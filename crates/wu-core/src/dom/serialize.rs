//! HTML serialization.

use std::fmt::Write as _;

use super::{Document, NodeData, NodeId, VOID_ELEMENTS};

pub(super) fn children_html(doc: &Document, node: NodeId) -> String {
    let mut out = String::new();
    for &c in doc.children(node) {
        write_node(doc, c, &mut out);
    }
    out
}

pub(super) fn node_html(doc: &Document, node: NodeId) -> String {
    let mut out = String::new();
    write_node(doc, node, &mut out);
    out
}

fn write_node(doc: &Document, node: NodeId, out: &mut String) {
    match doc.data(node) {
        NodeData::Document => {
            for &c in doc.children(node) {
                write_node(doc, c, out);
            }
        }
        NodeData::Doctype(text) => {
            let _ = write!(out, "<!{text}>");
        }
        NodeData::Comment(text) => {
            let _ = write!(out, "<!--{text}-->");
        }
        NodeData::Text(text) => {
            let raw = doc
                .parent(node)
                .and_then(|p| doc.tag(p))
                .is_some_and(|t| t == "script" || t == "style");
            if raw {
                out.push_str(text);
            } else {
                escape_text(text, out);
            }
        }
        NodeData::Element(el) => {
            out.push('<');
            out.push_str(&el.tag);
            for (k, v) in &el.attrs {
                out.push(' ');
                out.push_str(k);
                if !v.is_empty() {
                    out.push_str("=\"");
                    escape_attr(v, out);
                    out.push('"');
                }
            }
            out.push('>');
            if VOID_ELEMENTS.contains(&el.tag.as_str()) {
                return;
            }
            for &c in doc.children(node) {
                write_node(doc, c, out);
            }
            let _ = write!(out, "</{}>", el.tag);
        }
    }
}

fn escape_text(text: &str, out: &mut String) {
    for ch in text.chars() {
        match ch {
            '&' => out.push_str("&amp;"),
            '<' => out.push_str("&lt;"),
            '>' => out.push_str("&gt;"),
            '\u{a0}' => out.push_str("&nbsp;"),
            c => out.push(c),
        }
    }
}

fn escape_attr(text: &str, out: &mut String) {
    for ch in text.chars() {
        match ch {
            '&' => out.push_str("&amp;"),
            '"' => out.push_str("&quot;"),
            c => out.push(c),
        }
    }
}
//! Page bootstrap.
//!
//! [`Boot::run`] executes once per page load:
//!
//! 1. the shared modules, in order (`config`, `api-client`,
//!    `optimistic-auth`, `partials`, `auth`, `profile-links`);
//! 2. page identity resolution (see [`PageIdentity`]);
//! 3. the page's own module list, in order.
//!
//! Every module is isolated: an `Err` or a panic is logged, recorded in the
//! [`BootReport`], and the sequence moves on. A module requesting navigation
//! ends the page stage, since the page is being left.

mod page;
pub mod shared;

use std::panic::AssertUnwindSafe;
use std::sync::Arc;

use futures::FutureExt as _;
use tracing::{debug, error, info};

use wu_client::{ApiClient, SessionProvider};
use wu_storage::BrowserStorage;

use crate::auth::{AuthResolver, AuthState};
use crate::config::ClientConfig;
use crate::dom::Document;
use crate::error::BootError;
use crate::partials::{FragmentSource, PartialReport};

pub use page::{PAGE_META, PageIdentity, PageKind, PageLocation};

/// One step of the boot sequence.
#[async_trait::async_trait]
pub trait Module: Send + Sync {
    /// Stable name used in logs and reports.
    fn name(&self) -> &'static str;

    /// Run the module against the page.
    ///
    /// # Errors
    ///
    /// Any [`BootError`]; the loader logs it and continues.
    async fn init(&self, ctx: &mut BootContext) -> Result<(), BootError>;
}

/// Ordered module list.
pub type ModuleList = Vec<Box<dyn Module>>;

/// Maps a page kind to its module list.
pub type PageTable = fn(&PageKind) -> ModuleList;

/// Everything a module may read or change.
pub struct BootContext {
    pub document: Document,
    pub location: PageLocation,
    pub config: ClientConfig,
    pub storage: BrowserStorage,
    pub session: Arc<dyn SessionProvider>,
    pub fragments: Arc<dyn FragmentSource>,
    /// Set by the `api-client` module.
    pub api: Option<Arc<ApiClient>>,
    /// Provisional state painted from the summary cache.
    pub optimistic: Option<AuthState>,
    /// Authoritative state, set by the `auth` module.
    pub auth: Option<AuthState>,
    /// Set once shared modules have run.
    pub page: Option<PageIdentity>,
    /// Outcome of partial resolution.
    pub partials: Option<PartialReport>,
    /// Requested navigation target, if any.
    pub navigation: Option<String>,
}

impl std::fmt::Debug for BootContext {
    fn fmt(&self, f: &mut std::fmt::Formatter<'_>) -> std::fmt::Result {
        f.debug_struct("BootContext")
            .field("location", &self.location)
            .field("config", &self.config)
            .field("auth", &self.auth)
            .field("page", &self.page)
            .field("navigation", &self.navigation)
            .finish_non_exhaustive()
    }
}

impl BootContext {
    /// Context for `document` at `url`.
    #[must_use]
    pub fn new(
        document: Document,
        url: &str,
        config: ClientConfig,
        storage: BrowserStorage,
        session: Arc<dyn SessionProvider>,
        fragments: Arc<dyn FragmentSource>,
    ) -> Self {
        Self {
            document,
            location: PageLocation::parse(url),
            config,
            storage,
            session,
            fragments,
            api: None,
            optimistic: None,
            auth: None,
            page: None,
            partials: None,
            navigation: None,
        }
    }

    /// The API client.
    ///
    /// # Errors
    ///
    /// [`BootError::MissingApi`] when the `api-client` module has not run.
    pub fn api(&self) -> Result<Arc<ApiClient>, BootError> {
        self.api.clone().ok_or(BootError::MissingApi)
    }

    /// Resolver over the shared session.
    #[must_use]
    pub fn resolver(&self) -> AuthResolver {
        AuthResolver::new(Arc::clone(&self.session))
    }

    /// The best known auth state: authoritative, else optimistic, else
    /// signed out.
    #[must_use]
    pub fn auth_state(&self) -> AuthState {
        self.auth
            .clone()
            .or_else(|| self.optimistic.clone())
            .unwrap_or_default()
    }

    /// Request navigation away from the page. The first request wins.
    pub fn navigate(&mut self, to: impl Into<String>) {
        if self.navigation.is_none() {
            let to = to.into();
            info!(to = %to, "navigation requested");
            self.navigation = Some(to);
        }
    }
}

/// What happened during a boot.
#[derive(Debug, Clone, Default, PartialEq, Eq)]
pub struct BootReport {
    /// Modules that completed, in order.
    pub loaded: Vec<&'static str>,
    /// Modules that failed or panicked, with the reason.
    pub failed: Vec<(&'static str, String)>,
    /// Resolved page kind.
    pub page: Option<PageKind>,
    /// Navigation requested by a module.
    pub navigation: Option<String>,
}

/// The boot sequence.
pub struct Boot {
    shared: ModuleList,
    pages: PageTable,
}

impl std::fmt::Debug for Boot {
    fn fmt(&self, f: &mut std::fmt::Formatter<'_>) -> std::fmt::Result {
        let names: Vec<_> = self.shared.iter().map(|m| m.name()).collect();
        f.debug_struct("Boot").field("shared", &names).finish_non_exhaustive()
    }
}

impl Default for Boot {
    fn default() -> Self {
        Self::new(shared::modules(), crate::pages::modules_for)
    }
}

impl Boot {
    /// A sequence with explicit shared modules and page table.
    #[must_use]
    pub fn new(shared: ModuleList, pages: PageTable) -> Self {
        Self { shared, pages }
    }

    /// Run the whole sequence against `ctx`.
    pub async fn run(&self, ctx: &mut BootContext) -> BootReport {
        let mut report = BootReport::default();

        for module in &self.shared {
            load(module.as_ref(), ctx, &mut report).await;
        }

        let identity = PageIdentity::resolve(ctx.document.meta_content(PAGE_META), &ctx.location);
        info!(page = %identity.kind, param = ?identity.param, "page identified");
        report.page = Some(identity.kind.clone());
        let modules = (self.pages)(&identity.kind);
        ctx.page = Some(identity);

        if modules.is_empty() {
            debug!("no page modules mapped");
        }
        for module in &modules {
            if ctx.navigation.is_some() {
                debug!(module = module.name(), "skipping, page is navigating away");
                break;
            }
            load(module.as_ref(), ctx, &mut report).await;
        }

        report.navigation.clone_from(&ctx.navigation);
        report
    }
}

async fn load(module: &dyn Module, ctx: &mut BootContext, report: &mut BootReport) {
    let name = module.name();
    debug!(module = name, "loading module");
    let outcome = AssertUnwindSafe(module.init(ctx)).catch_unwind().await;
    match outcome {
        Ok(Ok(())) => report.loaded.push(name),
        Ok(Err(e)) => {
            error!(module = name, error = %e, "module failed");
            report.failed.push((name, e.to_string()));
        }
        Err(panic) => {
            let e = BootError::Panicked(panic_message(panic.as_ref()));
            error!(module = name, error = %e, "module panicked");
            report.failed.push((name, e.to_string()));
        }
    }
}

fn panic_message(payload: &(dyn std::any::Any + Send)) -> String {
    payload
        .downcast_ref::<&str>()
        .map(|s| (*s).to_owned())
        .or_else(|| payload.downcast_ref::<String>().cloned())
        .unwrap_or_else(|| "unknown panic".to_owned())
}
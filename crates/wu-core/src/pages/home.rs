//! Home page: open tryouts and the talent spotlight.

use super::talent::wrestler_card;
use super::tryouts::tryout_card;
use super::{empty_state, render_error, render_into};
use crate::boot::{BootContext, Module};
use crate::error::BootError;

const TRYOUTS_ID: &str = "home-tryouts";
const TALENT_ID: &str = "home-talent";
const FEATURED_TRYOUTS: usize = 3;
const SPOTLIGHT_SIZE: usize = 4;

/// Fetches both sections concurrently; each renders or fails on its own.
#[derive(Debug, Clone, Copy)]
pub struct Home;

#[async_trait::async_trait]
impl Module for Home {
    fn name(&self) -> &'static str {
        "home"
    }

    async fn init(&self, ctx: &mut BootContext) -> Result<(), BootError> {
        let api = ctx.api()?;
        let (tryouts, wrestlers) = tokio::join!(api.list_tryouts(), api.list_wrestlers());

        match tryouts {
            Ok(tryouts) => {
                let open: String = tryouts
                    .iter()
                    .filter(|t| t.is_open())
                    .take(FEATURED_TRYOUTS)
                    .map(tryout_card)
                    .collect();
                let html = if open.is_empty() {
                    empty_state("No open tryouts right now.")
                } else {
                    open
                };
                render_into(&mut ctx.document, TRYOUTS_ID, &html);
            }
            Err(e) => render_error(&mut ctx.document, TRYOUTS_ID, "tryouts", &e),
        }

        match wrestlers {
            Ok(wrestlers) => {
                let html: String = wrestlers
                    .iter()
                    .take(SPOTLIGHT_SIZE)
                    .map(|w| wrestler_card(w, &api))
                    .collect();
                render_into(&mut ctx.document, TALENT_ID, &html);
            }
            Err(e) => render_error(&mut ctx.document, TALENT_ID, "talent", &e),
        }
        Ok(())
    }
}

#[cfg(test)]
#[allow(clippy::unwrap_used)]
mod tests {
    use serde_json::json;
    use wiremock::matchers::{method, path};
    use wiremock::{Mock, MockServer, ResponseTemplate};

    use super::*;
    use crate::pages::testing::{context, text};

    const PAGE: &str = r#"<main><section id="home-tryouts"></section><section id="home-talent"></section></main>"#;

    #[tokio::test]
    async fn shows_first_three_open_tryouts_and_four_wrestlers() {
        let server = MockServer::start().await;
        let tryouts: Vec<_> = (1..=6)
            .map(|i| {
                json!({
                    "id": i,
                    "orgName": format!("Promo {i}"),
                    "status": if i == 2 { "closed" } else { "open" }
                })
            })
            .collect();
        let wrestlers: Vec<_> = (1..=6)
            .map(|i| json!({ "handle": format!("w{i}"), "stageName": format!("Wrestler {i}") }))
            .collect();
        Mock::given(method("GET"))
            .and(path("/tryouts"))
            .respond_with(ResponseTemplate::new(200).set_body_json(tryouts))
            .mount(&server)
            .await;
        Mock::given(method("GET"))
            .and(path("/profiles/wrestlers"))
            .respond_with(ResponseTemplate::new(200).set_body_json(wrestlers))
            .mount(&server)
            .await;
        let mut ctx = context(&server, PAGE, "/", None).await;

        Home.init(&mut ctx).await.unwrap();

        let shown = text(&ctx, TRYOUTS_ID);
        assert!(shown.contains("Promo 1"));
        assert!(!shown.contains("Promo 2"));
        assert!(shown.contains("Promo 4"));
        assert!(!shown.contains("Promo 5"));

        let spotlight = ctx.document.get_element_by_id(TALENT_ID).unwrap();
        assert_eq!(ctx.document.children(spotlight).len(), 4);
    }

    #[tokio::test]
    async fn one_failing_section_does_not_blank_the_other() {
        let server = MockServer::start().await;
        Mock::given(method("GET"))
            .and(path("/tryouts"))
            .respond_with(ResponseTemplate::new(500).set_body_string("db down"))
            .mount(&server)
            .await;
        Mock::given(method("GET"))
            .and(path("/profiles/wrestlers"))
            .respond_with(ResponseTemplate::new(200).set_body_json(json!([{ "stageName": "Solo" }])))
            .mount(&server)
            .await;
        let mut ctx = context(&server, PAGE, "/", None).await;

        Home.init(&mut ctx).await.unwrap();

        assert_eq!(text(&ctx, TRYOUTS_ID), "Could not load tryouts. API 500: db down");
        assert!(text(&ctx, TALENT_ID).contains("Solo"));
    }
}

**Task instructions:** Within the entries above, find every line where the string "failed" occurs, and copy it.

**Answer:**
    /// Modules that failed or panicked, with the reason.
    pub failed: Vec<(&'static str, String)>,
            error!(module = name, error = %e, "module failed");
            report.failed.push((name, e.to_string()));
            report.failed.push((name, e.to_string()));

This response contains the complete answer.